Everywhere in the world tremendously big projects see the light. Megacities get organized at a big scale modifying the life conditions of millions of people. Abu Dhabi is one of the main laboratories of this transformation of space and time. How can the residents own their spatial livelihoods? Is it possible to collectively make decisions about urban transformations? How can we predict the destruction of a place and the construction of another?

This never-ending transformation of the city corresponds to upheavals that we can qualify by “post truth” or “alternative facts”.It seems increasingly delicate to establish a common reality as everyone seems to live in an isolated reality, whose common basis are vanishing. The best established facts are becoming doubtful. The most incredible accounts become then possible.

Alt.City suggests to open a poetic space upon this reversal and immerses us in that imaginary world through virtual reality which explores an alternative version to Abu Dhabi. Based on thousands of photographs taken in the city by the artist, an imaginary version of the place is automatically generated by a computer that opens news possibilities of representation. Abu Dhabi becomes a generated image from the town’s real memory. A new vision, without ground nor boundaries, and devoid of any limit from above and underneath, the city appears to spread in all directions. The machine imagines another possible version of the city, another world, inspired from ours and fundamentally different at the same time.

The installation is submerged in blue, a color usually used to make video inlays. The color becomes the indication of a substitution, of a movement, of a shift from one space into another and a reference to Deep Blue computer.

Partout dans le monde, de très grands projets voient le jour. Des mégapoles s’organisent à grande échelle, modifiant les conditions de vie de millions de personnes. Abu Dhabi est l’un des principaux laboratoires de cette transformation de l’espace et du temps. Comment les habitants peuvent-ils s’approprier leurs moyens de subsistance spatiaux ? Est-il possible de prendre collectivement des décisions sur les transformations urbaines ? Comment peut-on prévoir la destruction d’un lieu et la construction d’un autre ?

Cette transformation sans fin de la ville correspond à des bouleversements que l’on peut qualifier de « post-vérité » ou de « faits alternatifs ». Il semble de plus en plus délicat d’établir une réalité commune car chacun semble vivre dans une réalité isolée, dont les bases communes s’évanouissent. Les faits les mieux établis deviennent douteux. Les récits les plus incroyables deviennent alors possibles.
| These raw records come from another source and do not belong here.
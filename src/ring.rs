//! Descriptor ring (component B).
//!
//! A ring region is a quadrant of a single backing allocation: `axi_base` (what the DMA
//! engine sees), `buffer_size`, `packet_size`, and `last` (the most recently produced or
//! consumed slot, absent before first use). The descriptor quadrant and its paired packet
//! quadrant share the same `count`; each descriptor's `BUFF` field points at its paired
//! packet slot.

use crate::reg::RegisterWindow;

/// Descriptor field byte offsets and the stride between descriptors, matching the on-device
/// 0x40-byte record (`hsdp.h`'s `DMA_DESC_SIZE`; spec's narrower "32-byte" language covers
/// only the fields actually in use, not the full stride).
pub mod desc {
    pub const NEXT: usize = 0x00;
    pub const NEXT_MSB: usize = 0x04;
    pub const BUFF: usize = 0x08;
    pub const BUFF_MSB: usize = 0x0C;
    pub const CNTL: usize = 0x18;
    pub const STS: usize = 0x1C;
    pub const APP0: usize = 0x20;
    pub const STRIDE: usize = 0x40;

    /// `STS` bit 31: transfer complete.
    pub const STS_DONE: u32 = 0x8000_0000;
    /// `STS` bits 30:28: hardware error flags.
    pub const STS_ERROR_MASK: u32 = 0x7000_0000;
    /// `STS` low 26 bits: actual transferred byte count.
    pub const STS_SIZE_MASK: u32 = 0x03FF_FFFF;
    /// `CNTL` bits 27:26: end-of-packet markers, always set by this engine.
    pub const CNTL_EOP: u32 = 0x0C00_0000;
    /// `CNTL` low 26 bits: packet byte length.
    pub const CNTL_SIZE_MASK: u32 = 0x03FF_FFFF;
}

/// One quadrant of the ring region: a set of fixed-size slots carved from one allocation.
#[derive(Debug, Clone, Copy)]
pub struct Quadrant {
    pub axi_base: u64,
    pub buffer_size: usize,
    pub packet_size: usize,
    pub last: Option<usize>,
}

impl Quadrant {
    pub fn new(axi_base: u64, buffer_size: usize, packet_size: usize) -> Self {
        Self {
            axi_base,
            buffer_size,
            packet_size,
            last: None,
        }
    }

    pub fn count(&self) -> usize {
        self.buffer_size / self.packet_size
    }

    /// `next = (last+1)*packet_size < buffer_size ? last+1 : 0`, computed without modulo so it
    /// matches the hardware's pointer chain exactly (spec.md §4.2).
    pub fn next(&self) -> usize {
        let last = self.last.map_or(-1i64, |l| l as i64);
        if (last + 1) * self.packet_size as i64 < self.buffer_size as i64 {
            (last + 1) as usize
        } else {
            0
        }
    }

    pub fn axi_addr(&self, index: usize) -> u64 {
        self.axi_base + (index * self.packet_size) as u64
    }
}

/// A descriptor quadrant paired with the packet quadrant its `BUFF` fields point into.
#[derive(Debug, Clone, Copy)]
pub struct DescriptorRing {
    pub descriptors: Quadrant,
    pub packets: Quadrant,
}

impl DescriptorRing {
    pub fn new(desc_axi_base: u64, count: usize, packets: Quadrant) -> Self {
        let descriptors = Quadrant::new(desc_axi_base, count * desc::STRIDE, desc::STRIDE);
        Self {
            descriptors,
            packets,
        }
    }

    fn field_offset(&self, index: usize, field: usize) -> usize {
        index * desc::STRIDE + field
    }

    pub fn sts(&self, window: &dyn RegisterWindow, index: usize) -> u32 {
        window.load32(self.field_offset(index, desc::STS))
    }

    pub fn set_sts(&self, window: &mut dyn RegisterWindow, index: usize, value: u32) {
        window.store32(self.field_offset(index, desc::STS), value);
    }

    pub fn set_cntl(&self, window: &mut dyn RegisterWindow, index: usize, size: u32) {
        window.store32(
            self.field_offset(index, desc::CNTL),
            desc::CNTL_EOP | (size & desc::CNTL_SIZE_MASK),
        );
    }

    pub fn set_buff(&self, window: &mut dyn RegisterWindow, index: usize, axi_addr: u64) {
        window.store64(self.field_offset(index, desc::BUFF), axi_addr);
    }

    pub fn buff(&self, window: &dyn RegisterWindow, index: usize) -> u64 {
        let low = u64::from(window.load32(self.field_offset(index, desc::BUFF)));
        let high = u64::from(window.load32(self.field_offset(index, desc::BUFF_MSB)));
        low | (high << 32)
    }

    /// Zeroes the descriptor buffer, chains each descriptor's `NEXT` to its successor (last
    /// wraps to first), points each `BUFF` at its paired packet slot, and — for the ingress
    /// ring only — marks every slot `done` so the first producer can claim slot 0. The egress
    /// ring instead gets `CNTL` pre-armed with the end-of-packet marker and its full packet
    /// size, and `last` advances to the final slot since every slot is handed to hardware
    /// immediately (spec.md §4.3 step 3).
    pub fn initialize(&mut self, window: &mut dyn RegisterWindow, ingress: bool) {
        let count = self.descriptors.count();
        let total_words = (count * desc::STRIDE) / 4;
        for word in 0..total_words {
            window.store32(word * 4, 0);
        }
        for index in 0..count {
            let next_index = if index + 1 < count { index + 1 } else { 0 };
            let next_axi = self.descriptors.axi_addr(next_index);
            window.store64(self.field_offset(index, desc::NEXT), next_axi);
            self.set_buff(window, index, self.packets.axi_addr(index));
            if ingress {
                self.set_sts(window, index, desc::STS_DONE);
            } else {
                self.set_cntl(window, index, self.packets.packet_size as u32);
            }
        }
        window.barrier();
        if !ingress {
            self.descriptors.last = Some(count - 1);
        }
    }
}

#[cfg(test)]
mod tests {
    use super::*;
    use crate::reg::MemoryWindow;

    fn small_ring() -> DescriptorRing {
        let packets = Quadrant::new(0x1000, 4 * 0x10, 0x10);
        DescriptorRing::new(0x2000, 4, packets)
    }

    #[test]
    fn next_never_reaches_buffer_size() {
        let ring = small_ring();
        for _ in 0..ring.descriptors.count() * 3 {
            let idx = ring.descriptors.next();
            assert!(idx * ring.descriptors.packet_size < ring.descriptors.buffer_size);
        }
    }

    #[test]
    fn descriptor_next_points_at_successor() {
        let mut ring = small_ring();
        let mut window = MemoryWindow::new(ring.descriptors.count() * desc::STRIDE);
        ring.initialize(&mut window, true);
        for index in 0..ring.descriptors.count() {
            let next_index = (index + 1) % ring.descriptors.count();
            let stored = window.load32(index * desc::STRIDE + desc::NEXT);
            assert_eq!(stored as u64, ring.descriptors.axi_addr(next_index));
        }
    }

    #[test]
    fn ingress_initialize_marks_all_slots_done_and_does_not_advance_last() {
        let mut ring = small_ring();
        let mut window = MemoryWindow::new(ring.descriptors.count() * desc::STRIDE);
        ring.initialize(&mut window, true);
        for index in 0..ring.descriptors.count() {
            assert_eq!(ring.sts(&window, index), desc::STS_DONE);
        }
        assert_eq!(ring.descriptors.last, None);
        assert_eq!(ring.descriptors.next(), 0);
    }

    #[test]
    fn egress_initialize_arms_cntl_and_advances_last_to_final_slot() {
        let mut ring = small_ring();
        let mut window = MemoryWindow::new(ring.descriptors.count() * desc::STRIDE);
        ring.initialize(&mut window, false);
        for index in 0..ring.descriptors.count() {
            let cntl = window.load32(index * desc::STRIDE + desc::CNTL);
            assert_eq!(cntl, desc::CNTL_EOP | ring.packets.packet_size as u32);
        }
        assert_eq!(ring.descriptors.last, Some(ring.descriptors.count() - 1));
    }
}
Alt.City propose d’ouvrir un espace poétique sur ce renversement et nous plonge dans cet imaginaire à travers une réalité virtuelle qui explore une version alternative à Abu Dhabi. A partir de milliers de photographies prises dans la ville par l’artiste, une version imaginaire du lieu est automatiquement générée par un ordinateur qui ouvre de nouvelles possibilités de représentation. Abu Dhabi devient une image générée à partir de la mémoire réelle de la ville. Une nouvelle vision, sans sol ni frontières, et sans limite d’en haut et d’en bas, la ville semble s’étendre dans toutes les directions. La machine imagine une autre version possible de la ville, un autre monde, inspiré du nôtre et fondamentalement différent en même temps.

L’installation est immergée dans le bleu, une couleur habituellement utilisée pour réaliser des incrustations vidéo. La couleur devient l’indication d’une substitution, d’un mouvement, d’un passage d’un espace à un autre et une référence à l’ordinateur Deep Blue.